The George J. Beto Criminal Justice Center is home to a number of prestigious institutes dedicated to the study of various subjects related to criminal justice, law enforcement, and corrections.

  • Crime Victims' Institute (CVI): Created in 1995 to study the impact of crime on victims and their relatives and on society as a whole. CVI also evaluates the effectiveness of criminal justice policy and juvenile justice policy in preventing the victimization of society by criminal acts and helps develop policies to assist the criminal justice system and the juvenile justice system in preventing the criminal victimization of society.
  • Institute for Legal Studies in Criminal Justice (ILSCJ): Sponsored by the SHSU College of Criminal Justice, aims to increase faculty mentorship on legal research and publication, identify and discuss pedagogical issues in the teaching of law in criminal justice programs, and to bridge the gap between academia and the field of criminal justice on issues related to law.

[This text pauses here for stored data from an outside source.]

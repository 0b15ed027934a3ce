//! Drop guard that runs a closing step on every exit path.
//!
//! The guard owns whatever the closing step needs (usually the output writer
//! and the entity being reported on) and lends it to the guarded code through
//! `Deref`/`DerefMut`. The closing step runs exactly once, including during
//! unwinding.

use std::ops::{Deref, DerefMut};

/// Runs `finish(&mut value)` when dropped.
pub struct Finally<T, F>
where
    F: FnOnce(&mut T),
{
    value: T,
    finish: Option<F>,
}

impl<T, F> Finally<T, F>
where
    F: FnOnce(&mut T),
{
    pub fn new(value: T, finish: F) -> Self {
        Self {
            value,
            finish: Some(finish),
        }
    }
}

impl<T, F> Deref for Finally<T, F>
where
    F: FnOnce(&mut T),
{
    type Target = T;

    fn deref(&self) -> &T {
        &self.value
    }
}

impl<T, F> DerefMut for Finally<T, F>
where
    F: FnOnce(&mut T),
{
    fn deref_mut(&mut self) -> &mut T {
        &mut self.value
    }
}

impl<T, F> Drop for Finally<T, F>
where
    F: FnOnce(&mut T),
{
    fn drop(&mut self) {
        if let Some(finish) = self.finish.take() {
            finish(&mut self.value);
        }
    }
}
//! Online course roster.

use domain::DomainResult;

use crate::participant::{EligibilityPolicy, Participant};

/// Course that admits participants passing its eligibility policy.
#[derive(Debug, Default)]
pub struct OnlineCourse {
    policy: EligibilityPolicy,
    participants: Vec<Participant>,
}

impl OnlineCourse {
    pub fn new() -> Self {
        Self::default()
    }

    pub fn with_policy(policy: EligibilityPolicy) -> Self {
        Self {
            policy,
            participants: Vec::new(),
        }
    }

    pub fn policy(&self) -> &EligibilityPolicy {
        &self.policy
    }

    /// Register a participant.
    ///
    /// The roster is only extended when the eligibility check passes.
    pub fn register(&mut self, participant: Participant) -> DomainResult<()> {
        participant.check_eligibility_with(&self.policy)?;
        tracing::debug!(participant = participant.name(), "Participant registered");
        self.participants.push(participant);
        Ok(())
    }

    /// Registered participants in registration order
    pub fn participants(&self) -> &[Participant] {
        &self.participants
    }
}
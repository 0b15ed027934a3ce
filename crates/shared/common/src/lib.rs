//! Common utilities shared across all exercises.
//!
//! This crate provides:
//! - Configuration loaded from the environment
//! - A drop guard for closing steps that must always run
//! - Report line output for orchestration functions

pub mod config;
pub mod finally;
pub mod report;

pub use config::Settings;
pub use finally::Finally;
pub use report::emit;
//! Medical record exercise - patient field validation with re-raised errors.
//!
//! - [`Patient`]: raw patient record
//! - [`PatientValidator`] / [`RecordValidator`]: two-tier business validation
//! - [`Examination`]: caller-facing check that re-wraps validator failures
//! - [`process_examination`]: end-to-end check with a closing report

pub mod examination;
pub mod patient;
pub mod process;

pub use examination::Examination;
pub use patient::{Patient, PatientValidator, RecordValidator};
pub use process::process_examination;

#[cfg(any(test, feature = "test-utils"))]
pub use patient::MockPatientValidator;
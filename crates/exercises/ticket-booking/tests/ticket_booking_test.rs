//! Ticket booking integration tests.

use rstest::rstest;

use domain::ErrorKind;
use ticket_booking::{process_booking, process_cancellation, BookingSystem, Passenger};

fn passenger(name: &str, identity: &str) -> Passenger {
    Passenger::new(name, identity).unwrap()
}

fn lines(out: Vec<u8>) -> Vec<String> {
    String::from_utf8(out)
        .unwrap()
        .lines()
        .map(str::to_string)
        .collect()
}

// =============================================================================
// Construction
// =============================================================================

#[test]
fn test_new_system() {
    let system = BookingSystem::new(3).unwrap();
    assert_eq!(system.capacity(), 3);
    assert_eq!(system.booked(), 0);
}

#[test]
fn test_zero_capacity_is_rejected() {
    let err = BookingSystem::new(0).unwrap_err();
    assert_eq!(err.kind(), ErrorKind::InvalidArgument);
}

#[test]
fn test_new_passenger() {
    let p = passenger("Rina", "ID001");
    assert_eq!(p.name(), "Rina");
    assert_eq!(p.identity(), "ID001");
}

#[rstest]
#[case("", "ID001")]
#[case("   ", "ID001")]
#[case("Rina", "")]
#[case("Rina", "   ")]
fn test_blank_passenger_fields_are_rejected(#[case] name: &str, #[case] identity: &str) {
    let err = Passenger::new(name, identity).unwrap_err();
    assert_eq!(err.kind(), ErrorKind::InvalidArgument);
}

// =============================================================================
// Booking
// =============================================================================

#[test]
fn test_book_adds_ticket() {
    let mut system = BookingSystem::new(2).unwrap();
    system.book("T-001", passenger("Ayu", "ID001")).unwrap();
    assert_eq!(system.booked(), 1);
    assert!(system.has_ticket("T-001"));
}

#[test]
fn test_duplicate_ticket_is_rejected() {
    let mut system = BookingSystem::new(2).unwrap();
    system.book("T-001", passenger("Ayu", "ID001")).unwrap();

    let err = system.book("T-001", passenger("Budi", "ID002")).unwrap_err();
    assert_eq!(err.kind(), ErrorKind::DuplicateKey);
    assert_eq!(system.booked(), 1);
    assert_eq!(
        system.find_ticket("T-001").unwrap().passenger().name(),
        "Ayu"
    );
}

#[test]
fn test_full_capacity_exceeds_limit() {
    let mut system = BookingSystem::new(2).unwrap();
    system.book("T-001", passenger("Ayu", "ID001")).unwrap();
    system.book("T-002", passenger("Budi", "ID002")).unwrap();

    let err = system.book("T-003", passenger("Cici", "ID003")).unwrap_err();
    assert_eq!(err.kind(), ErrorKind::LimitExceeded);
    assert!(!system.has_ticket("T-003"));
}

#[test]
fn test_cancel_frees_a_seat() {
    let mut system = BookingSystem::new(2).unwrap();
    system.book("T-001", passenger("Ayu", "ID001")).unwrap();
    system.book("T-002", passenger("Budi", "ID002")).unwrap();
    assert!(system.book("T-003", passenger("Cici", "ID003")).is_err());

    system.cancel("T-001").unwrap();
    system.book("T-003", passenger("Cici", "ID003")).unwrap();

    assert_eq!(system.booked(), 2);
    assert!(!system.has_ticket("T-001"));
    assert!(system.has_ticket("T-003"));
}

#[test]
fn test_padded_ticket_number_is_a_duplicate() {
    let mut system = BookingSystem::new(2).unwrap();
    system.book(" T-001 ", passenger("Ayu", "ID001")).unwrap();
    assert!(system.has_ticket("T-001"));

    let err = system.book("T-001", passenger("Budi", "ID002")).unwrap_err();
    assert_eq!(err.kind(), ErrorKind::DuplicateKey);
    assert_eq!(system.cancel("T-001").unwrap().number(), "T-001");
}

#[rstest]
#[case("")]
#[case("   ")]
fn test_blank_ticket_number_is_rejected(#[case] number: &str) {
    let mut system = BookingSystem::new(1).unwrap();
    let err = system.book(number, passenger("Ayu", "ID001")).unwrap_err();
    assert_eq!(err.kind(), ErrorKind::InvalidArgument);
    assert_eq!(system.booked(), 0);
}

#[test]
fn test_cancel_unknown_ticket() {
    let mut system = BookingSystem::new(2).unwrap();
    let err = system.cancel("T-XYZ").unwrap_err();
    assert_eq!(err.kind(), ErrorKind::NotFound);
}

// =============================================================================
// Orchestration
// =============================================================================

#[test]
fn test_process_booking_success() {
    let mut system = BookingSystem::new(1).unwrap();
    let mut out = Vec::new();
    process_booking(&mut system, "T-001", passenger("Ayu", "ID001"), &mut out);

    assert_eq!(
        lines(out),
        vec![
            "Ticket booked: T-001",
            "Booked tickets: 1 of 1",
            "Booking process finished.",
        ]
    );
}

#[test]
fn test_process_booking_full() {
    let mut system = BookingSystem::new(1).unwrap();
    system.book("T-001", passenger("Ayu", "ID001")).unwrap();

    let mut out = Vec::new();
    process_booking(&mut system, "T-002", passenger("Budi", "ID002"), &mut out);
    let lines = lines(out);

    assert_eq!(lines.len(), 3);
    assert!(lines[0].starts_with("Booking failed (T-002): "));
    assert!(lines[0].contains("Seats are full"));
    assert_eq!(lines[1], "Booked tickets: 1 of 1");
    assert_eq!(lines[2], "Booking process finished.");
}

#[test]
fn test_process_booking_duplicate() {
    let mut system = BookingSystem::new(2).unwrap();
    system.book("T-001", passenger("Ayu", "ID001")).unwrap();

    let mut out = Vec::new();
    process_booking(&mut system, "T-001", passenger("Budi", "ID002"), &mut out);
    let lines = lines(out);

    assert_eq!(lines.len(), 3);
    assert!(lines[0].starts_with("Booking failed (T-001): "));
    assert!(lines[0].contains("already booked"));
    assert_eq!(lines[1], "Booked tickets: 1 of 2");
    assert_eq!(lines[2], "Booking process finished.");
}

#[test]
fn test_process_booking_blank_ticket() {
    let mut system = BookingSystem::new(2).unwrap();
    let mut out = Vec::new();
    process_booking(&mut system, " ", passenger("Ayu", "ID001"), &mut out);
    let lines = lines(out);

    assert_eq!(lines.len(), 3);
    assert!(lines[0].contains("must not be blank"));
    assert_eq!(lines[1], "Booked tickets: 0 of 2");
    assert_eq!(
        lines.iter().filter(|l| *l == "Booking process finished.").count(),
        1
    );
}

#[test]
fn test_process_cancellation() {
    let mut system = BookingSystem::new(2).unwrap();
    system.book("T-001", passenger("Ayu", "ID001")).unwrap();

    let mut out = Vec::new();
    process_cancellation(&mut system, "T-001", &mut out);
    process_cancellation(&mut system, "T-001", &mut out);

    assert_eq!(
        lines(out),
        vec![
            "Ticket cancelled: T-001 (Ayu)",
            "Booked tickets: 0 of 2",
            "Cancellation process finished.",
            "Cancellation failed (T-001): ticket T-001 not found",
            "Booked tickets: 0 of 2",
            "Cancellation process finished.",
        ]
    );
}
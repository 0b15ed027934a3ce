//! Passenger entity.

use domain::{not_blank, validate_fields, DomainResult};
use validator::Validate;

/// Ticket holder identified by an identity document number.
#[derive(Debug, Clone, PartialEq, Eq, Validate)]
pub struct Passenger {
    #[validate(custom(function = "not_blank"))]
    name: String,
    #[validate(custom(function = "not_blank"))]
    identity: String,
}

impl Passenger {
    /// # Errors
    /// `InvalidArgument` if the name or identity is blank.
    pub fn new(name: impl Into<String>, identity: impl Into<String>) -> DomainResult<Self> {
        let passenger = Self {
            name: name.into(),
            identity: identity.into(),
        };
        validate_fields(&passenger)?;
        Ok(passenger)
    }

    pub fn name(&self) -> &str {
        &self.name
    }

    pub fn identity(&self) -> &str {
        &self.identity
    }
}
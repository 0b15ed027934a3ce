//! Online course exercise - eligibility checks on registration.
//!
//! - [`Participant`]: applicant with age and education level
//! - [`EligibilityPolicy`]: minimum age and accepted education levels
//! - [`OnlineCourse`]: roster that only admits eligible participants
//! - [`process_registration`]: end-to-end registration with a closing report

pub mod course;
pub mod participant;
pub mod process;

pub use course::OnlineCourse;
pub use participant::{EligibilityPolicy, Participant};
pub use process::process_registration;
//! Newscheck CLI — entry point.
//!
//! # Commands
//!
//! - `newscheck verify [-m CLAIM]` — verify one claim (argument or stdin)
//! - `newscheck repl` — verify claims interactively
//! - `newscheck status` — show configuration and provider status
//! - `newscheck onboard` — write default config and create the data dir
//! - `newscheck dataset prepare|info` — manage the labeled dataset
//! - `newscheck train` — train the local classifier

mod dataset_cmd;
mod helpers;
mod onboard;
mod repl;
mod status;

use std::io::Read;

use anyhow::{Context, Result};
use clap::{Parser, Subcommand};
use tracing::info;

use newscheck_chain::{ChainOptions, FallbackChain};
use newscheck_core::config::{load_config, Config};
use newscheck_core::types::Language;

// ─────────────────────────────────────────────
// CLI definition
// ─────────────────────────────────────────────

/// 📰 Newscheck — fake news detection & verification
#[derive(Parser)]
#[command(name = "newscheck", version, about, long_about = None)]
struct Cli {
    /// Config file (default: ~/.newscheck/config.json)
    #[arg(short, long, global = true)]
    config: Option<String>,

    #[command(subcommand)]
    command: Commands,
}

/// Options shared by `verify` and `repl`.
#[derive(clap::Args, Clone, Debug)]
struct RunArgs {
    /// Skip the Gemini AI step
    #[arg(long, default_value_t = false)]
    no_gemini: bool,

    /// Explanation language (english | tamil)
    #[arg(short, long)]
    language: Option<Language>,

    /// Enable debug logging
    #[arg(long, default_value_t = false)]
    logs: bool,
}

#[derive(Subcommand)]
enum Commands {
    /// Verify a single news claim
    Verify {
        /// Claim text. Omit to read from stdin.
        #[arg(short, long)]
        message: Option<String>,

        /// Print the report as JSON
        #[arg(long, default_value_t = false)]
        json: bool,

        #[command(flatten)]
        run: RunArgs,
    },

    /// Verify claims interactively
    Repl {
        #[command(flatten)]
        run: RunArgs,
    },

    /// Show configuration and provider status
    Status,

    /// Initialize configuration and data directory
    Onboard,

    /// Manage the labeled news dataset
    Dataset {
        #[command(subcommand)]
        action: dataset_cmd::DatasetCommands,
    },

    /// Train the local classifier from the dataset
    Train {
        /// Enable debug logging
        #[arg(long, default_value_t = false)]
        logs: bool,
    },
}

// ─────────────────────────────────────────────
// Entrypoint
// ─────────────────────────────────────────────

#[tokio::main]
async fn main() -> Result<()> {
    let cli = Cli::parse();
    let config_path = cli.config.as_deref().map(helpers::expand_tilde);

    match cli.command {
        Commands::Verify { message, json, run } => {
            init_logging(run.logs);
            let config = load_config(config_path.as_deref());
            run_verify(&config, message, json, &run).await
        }
        Commands::Repl { run } => {
            init_logging(run.logs);
            let config = load_config(config_path.as_deref());
            let chain = build_chain(&config, &run);
            repl::run(chain).await
        }
        Commands::Status => status::run(config_path.as_deref()),
        Commands::Onboard => onboard::run(config_path.as_deref()),
        Commands::Dataset { action } => {
            init_logging(false);
            dataset_cmd::dispatch(action, config_path.as_deref()).await
        }
        Commands::Train { logs } => {
            init_logging(logs);
            dataset_cmd::train(config_path.as_deref()).await
        }
    }
}

// ─────────────────────────────────────────────
// Verify command
// ─────────────────────────────────────────────

async fn run_verify(config: &Config, message: Option<String>, json: bool, run: &RunArgs) -> Result<()> {
    let claim = match message {
        Some(msg) => msg,
        None => {
            let mut buf = String::new();
            std::io::stdin()
                .read_to_string(&mut buf)
                .context("failed to read claim from stdin")?;
            buf
        }
    };

    let chain = build_chain(config, run);
    info!(use_gemini = chain.options().use_gemini, "verifying single claim");

    let report = chain.run(&claim).await?;

    if json {
        println!("{}", serde_json::to_string_pretty(&report)?);
    } else {
        helpers::print_report(&report);
    }
    Ok(())
}

/// Build the fallback chain, letting CLI flags override config defaults.
fn build_chain(config: &Config, run: &RunArgs) -> FallbackChain {
    let mut options = ChainOptions::from(&config.chain);
    if run.no_gemini {
        options.use_gemini = false;
    }
    if let Some(language) = run.language {
        options.language = language;
    }
    FallbackChain::from_config(config, options)
}

/// Initialize tracing/logging.
fn init_logging(verbose: bool) {
    use tracing_subscriber::EnvFilter;

    let filter = if verbose {
        EnvFilter::new("newscheck=debug,info")
    } else {
        EnvFilter::new("warn")
    };

    tracing_subscriber::fmt()
        .with_env_filter(filter)
        .with_target(false)
        .with_writer(std::io::stderr)
        .compact()
        .init();
}

#[cfg(test)]
mod tests {
    use super::*;
    use clap::CommandFactory;

    #[test]
    fn cli_definition_is_valid() {
        Cli::command().debug_assert();
    }

    #[test]
    fn parse_verify_flags() {
        let cli = Cli::parse_from([
            "newscheck", "verify", "-m", "Claim text", "--no-gemini", "--language", "tamil", "--json",
        ]);
        match cli.command {
            Commands::Verify { message, json, run } => {
                assert_eq!(message.as_deref(), Some("Claim text"));
                assert!(json);
                assert!(run.no_gemini);
                assert_eq!(run.language, Some(Language::Tamil));
            }
            _ => panic!("expected verify"),
        }
    }

    #[test]
    fn cli_flags_override_config() {
        let config = Config::default();
        let run = RunArgs {
            no_gemini: true,
            language: Some(Language::Tamil),
            logs: false,
        };
        let chain = build_chain(&config, &run);
        assert!(!chain.options().use_gemini);
        assert_eq!(chain.options().language, Language::Tamil);
    }
}
//! Fallback chain — asks each provider in priority order until one decides.
//!
//! Order: Gemini → NewsAPI → dataset → trusted-site search → classifier.
//! Provider failures never abort a run; they are logged, recorded as
//! [`Attempt`]s, and the next provider is tried.

use std::sync::Arc;
use std::time::Instant;

use thiserror::Error;
use tracing::{debug, info, warn};

use newscheck_core::config::Config;
use newscheck_core::types::{
    Attempt, AttemptOutcome, Claim, Language, Method, VerificationReport,
};
use newscheck_providers::{
    ClassifierVerifier, DatasetVerifier, GeminiVerifier, NewsApiVerifier, TrustedSiteSearcher,
    Verifier, VerifyError,
};

/// Errors that stop a run before any provider is asked.
#[derive(Debug, Error, PartialEq, Eq)]
pub enum ChainError {
    #[error("please enter some news content")]
    EmptyClaim,
}

/// Per-run switches.
#[derive(Clone, Copy, Debug, PartialEq, Eq)]
pub struct ChainOptions {
    /// Ask the LLM fact-checker first.
    pub use_gemini: bool,
    /// Language of LLM explanations.
    pub language: Language,
}

impl Default for ChainOptions {
    fn default() -> Self {
        Self {
            use_gemini: true,
            language: Language::English,
        }
    }
}

impl From<&newscheck_core::config::ChainConfig> for ChainOptions {
    fn from(config: &newscheck_core::config::ChainConfig) -> Self {
        Self {
            use_gemini: config.use_gemini,
            language: config.language,
        }
    }
}

// ─────────────────────────────────────────────
// FallbackChain
// ─────────────────────────────────────────────

/// Ordered list of verifiers plus run options.
pub struct FallbackChain {
    verifiers: Vec<Arc<dyn Verifier>>,
    options: ChainOptions,
}

impl FallbackChain {
    pub fn new(verifiers: Vec<Arc<dyn Verifier>>) -> Self {
        Self {
            verifiers,
            options: ChainOptions::default(),
        }
    }

    pub fn with_options(mut self, options: ChainOptions) -> Self {
        self.options = options;
        self
    }

    /// Build the standard five-provider chain from configuration.
    pub fn from_config(config: &Config, options: ChainOptions) -> Self {
        let data_dir = config.data_dir();
        let verifiers: Vec<Arc<dyn Verifier>> = vec![
            Arc::new(GeminiVerifier::new(&config.providers.gemini, options.language)),
            Arc::new(NewsApiVerifier::new(&config.providers.newsapi)),
            Arc::new(DatasetVerifier::new(&config.dataset)),
            Arc::new(TrustedSiteSearcher::new(&config.search)),
            Arc::new(ClassifierVerifier::new(&config.classifier, &data_dir)),
        ];

        debug!(
            providers = verifiers.len(),
            use_gemini = options.use_gemini,
            "Fallback chain built"
        );

        Self::new(verifiers).with_options(options)
    }

    pub fn options(&self) -> ChainOptions {
        self.options
    }

    /// Methods in the order they will be tried.
    pub fn methods(&self) -> Vec<Method> {
        self.verifiers.iter().map(|v| v.method()).collect()
    }

    /// Verify a raw claim.
    pub async fn run(&self, raw: &str) -> Result<VerificationReport, ChainError> {
        let claim = Claim::new(raw);
        if claim.is_empty() {
            return Err(ChainError::EmptyClaim);
        }

        info!(cleaned = %claim.cleaned(), "Verifying claim");

        let mut attempts = Vec::with_capacity(self.verifiers.len());

        for verifier in &self.verifiers {
            let method = verifier.method();

            if method == Method::Gemini && !self.options.use_gemini {
                attempts.push(Attempt {
                    method,
                    outcome: AttemptOutcome::Skipped("disabled".into()),
                    elapsed_ms: 0,
                });
                continue;
            }

            let started = Instant::now();
            let result = verifier.verify(&claim).await;
            let elapsed_ms = started.elapsed().as_millis() as u64;

            let outcome = match result {
                Ok(Some(finding)) => {
                    info!(
                        method = %method,
                        verdict = %finding.verdict,
                        confidence = finding.confidence,
                        elapsed_ms,
                        "Verdict reached"
                    );
                    attempts.push(Attempt {
                        method,
                        outcome: AttemptOutcome::Verdict,
                        elapsed_ms,
                    });
                    return Ok(VerificationReport::decided(&claim, method, finding, attempts));
                }
                Ok(None) => {
                    debug!(method = %method, elapsed_ms, "No verdict, falling back");
                    AttemptOutcome::NoVerdict("no conclusive result".into())
                }
                Err(VerifyError::LimitExceeded) => {
                    warn!(method = %method, "Usage limit exceeded, falling back");
                    AttemptOutcome::LimitExceeded
                }
                Err(VerifyError::NotConfigured(reason)) => {
                    debug!(method = %method, reason = %reason, "Provider not configured");
                    AttemptOutcome::Skipped(reason)
                }
                Err(e) => {
                    warn!(method = %method, error = %e, "Provider failed, falling back");
                    AttemptOutcome::Failed(e.to_string())
                }
            };

            attempts.push(Attempt {
                method,
                outcome,
                elapsed_ms,
            });
        }

        info!("No provider could decide the claim");
        Ok(VerificationReport::undetermined(&claim, attempts))
    }
}

// ─────────────────────────────────────────────
// Tests
// ─────────────────────────────────────────────

#[cfg(test)]
mod tests {
    use super::*;
    use async_trait::async_trait;
    use newscheck_core::types::{Finding, Verdict};
    use std::sync::atomic::{AtomicUsize, Ordering};

    /// Scripted verifier that counts calls.
    struct Scripted {
        method: Method,
        reply: fn() -> Result<Option<Finding>, VerifyError>,
        calls: AtomicUsize,
    }

    impl Scripted {
        fn new(method: Method, reply: fn() -> Result<Option<Finding>, VerifyError>) -> Arc<Self> {
            Arc::new(Self {
                method,
                reply,
                calls: AtomicUsize::new(0),
            })
        }

        fn calls(&self) -> usize {
            self.calls.load(Ordering::SeqCst)
        }
    }

    #[async_trait]
    impl Verifier for Scripted {
        fn method(&self) -> Method {
            self.method
        }

        async fn verify(&self, _claim: &Claim) -> Result<Option<Finding>, VerifyError> {
            self.calls.fetch_add(1, Ordering::SeqCst);
            (self.reply)()
        }
    }

    fn nothing() -> Result<Option<Finding>, VerifyError> {
        Ok(None)
    }

    fn limit() -> Result<Option<Finding>, VerifyError> {
        Err(VerifyError::LimitExceeded)
    }

    fn broken() -> Result<Option<Finding>, VerifyError> {
        Err(VerifyError::InvalidResponse("garbled".into()))
    }

    fn unconfigured() -> Result<Option<Finding>, VerifyError> {
        Err(VerifyError::NotConfigured("no key".into()))
    }

    fn real() -> Result<Option<Finding>, VerifyError> {
        Ok(Some(
            Finding::new(Verdict::True, 90).with_sources(vec!["https://example.org".into()]),
        ))
    }

    fn fake() -> Result<Option<Finding>, VerifyError> {
        Ok(Some(Finding::new(Verdict::Fake, 60)))
    }

    #[tokio::test]
    async fn test_first_verdict_wins() {
        let gemini = Scripted::new(Method::Gemini, limit);
        let newsapi = Scripted::new(Method::NewsApi, real);
        let classifier = Scripted::new(Method::Classifier, fake);
        let chain = FallbackChain::new(vec![gemini.clone(), newsapi.clone(), classifier.clone()]);

        let report = chain.run("Metro line opens in Coimbatore").await.unwrap();

        assert_eq!(report.verdict, Some(Verdict::True));
        assert_eq!(report.method, Some(Method::NewsApi));
        assert_eq!(report.confidence, 90);
        assert_eq!(report.sources, vec!["https://example.org"]);
        assert!(report.limit_exceeded(Method::Gemini));
        assert_eq!(report.attempts.len(), 2);
        assert_eq!(classifier.calls(), 0);
    }

    #[tokio::test]
    async fn test_falls_through_to_last() {
        let chain = FallbackChain::new(vec![
            Scripted::new(Method::Gemini, broken),
            Scripted::new(Method::NewsApi, unconfigured),
            Scripted::new(Method::Dataset, nothing),
            Scripted::new(Method::TrustedSources, nothing),
            Scripted::new(Method::Classifier, fake),
        ]);

        let report = chain.run("Some rumour").await.unwrap();

        assert_eq!(report.verdict, Some(Verdict::Fake));
        assert_eq!(report.method, Some(Method::Classifier));
        let outcomes: Vec<_> = report.attempts.iter().map(|a| a.outcome.clone()).collect();
        assert!(matches!(outcomes[0], AttemptOutcome::Failed(_)));
        assert_eq!(outcomes[1], AttemptOutcome::Skipped("no key".into()));
        assert!(matches!(outcomes[2], AttemptOutcome::NoVerdict(_)));
        assert_eq!(outcomes[4], AttemptOutcome::Verdict);
    }

    #[tokio::test]
    async fn test_undetermined() {
        let chain = FallbackChain::new(vec![
            Scripted::new(Method::Dataset, nothing),
            Scripted::new(Method::Classifier, unconfigured),
        ]);

        let report = chain.run("Unknowable claim").await.unwrap();
        assert!(!report.is_determined());
        assert_eq!(report.confidence, 0);
        assert!(report.sources.is_empty());
        assert_eq!(report.attempts.len(), 2);
    }

    #[tokio::test]
    async fn test_gemini_disabled_is_skipped() {
        let gemini = Scripted::new(Method::Gemini, real);
        let classifier = Scripted::new(Method::Classifier, fake);
        let chain = FallbackChain::new(vec![gemini.clone(), classifier.clone()]).with_options(
            ChainOptions {
                use_gemini: false,
                language: Language::English,
            },
        );

        let report = chain.run("Claim").await.unwrap();
        assert_eq!(gemini.calls(), 0);
        assert_eq!(report.method, Some(Method::Classifier));
        assert_eq!(
            report.attempts[0].outcome,
            AttemptOutcome::Skipped("disabled".into())
        );
    }

    #[tokio::test]
    async fn test_empty_claim_rejected() {
        let verifier = Scripted::new(Method::Classifier, fake);
        let chain = FallbackChain::new(vec![verifier.clone()]);
        assert_eq!(chain.run("   \n ").await.unwrap_err(), ChainError::EmptyClaim);
        assert_eq!(verifier.calls(), 0);
    }

    #[test]
    fn test_from_config_order() {
        let mut config = Config::default();
        config.dataset.data_dir = std::env::temp_dir()
            .join("newscheck-chain-test")
            .to_string_lossy()
            .into_owned();
        let chain = FallbackChain::from_config(&config, ChainOptions::default());
        assert_eq!(
            chain.methods(),
            vec![
                Method::Gemini,
                Method::NewsApi,
                Method::Dataset,
                Method::TrustedSources,
                Method::Classifier,
            ]
        );
    }
}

ILSCJ also serves as an umbrella unit for coordinating the legal research and publications of faculty and students, as well as for exploring additional opportunities for legally oriented collaborative research.
  • Police Research Center (PRC): Created in 1993 as a part of the College of Criminal Justice.  Of PRC’s many research endeavors, one of the largest is the Criminal Research, Information Management, and Evaluation System (CRIMES), a state-of-the-art police information management system. In cooperation with the Bill Blackwood Law Enforcement Management Institute of Texas (LEMIT), PRC produces the Texas Law Enforcement Management and Administrative Statistics Program (TELEMASP) Bulletins and also coordinates its Executive Issues Major Cities Program.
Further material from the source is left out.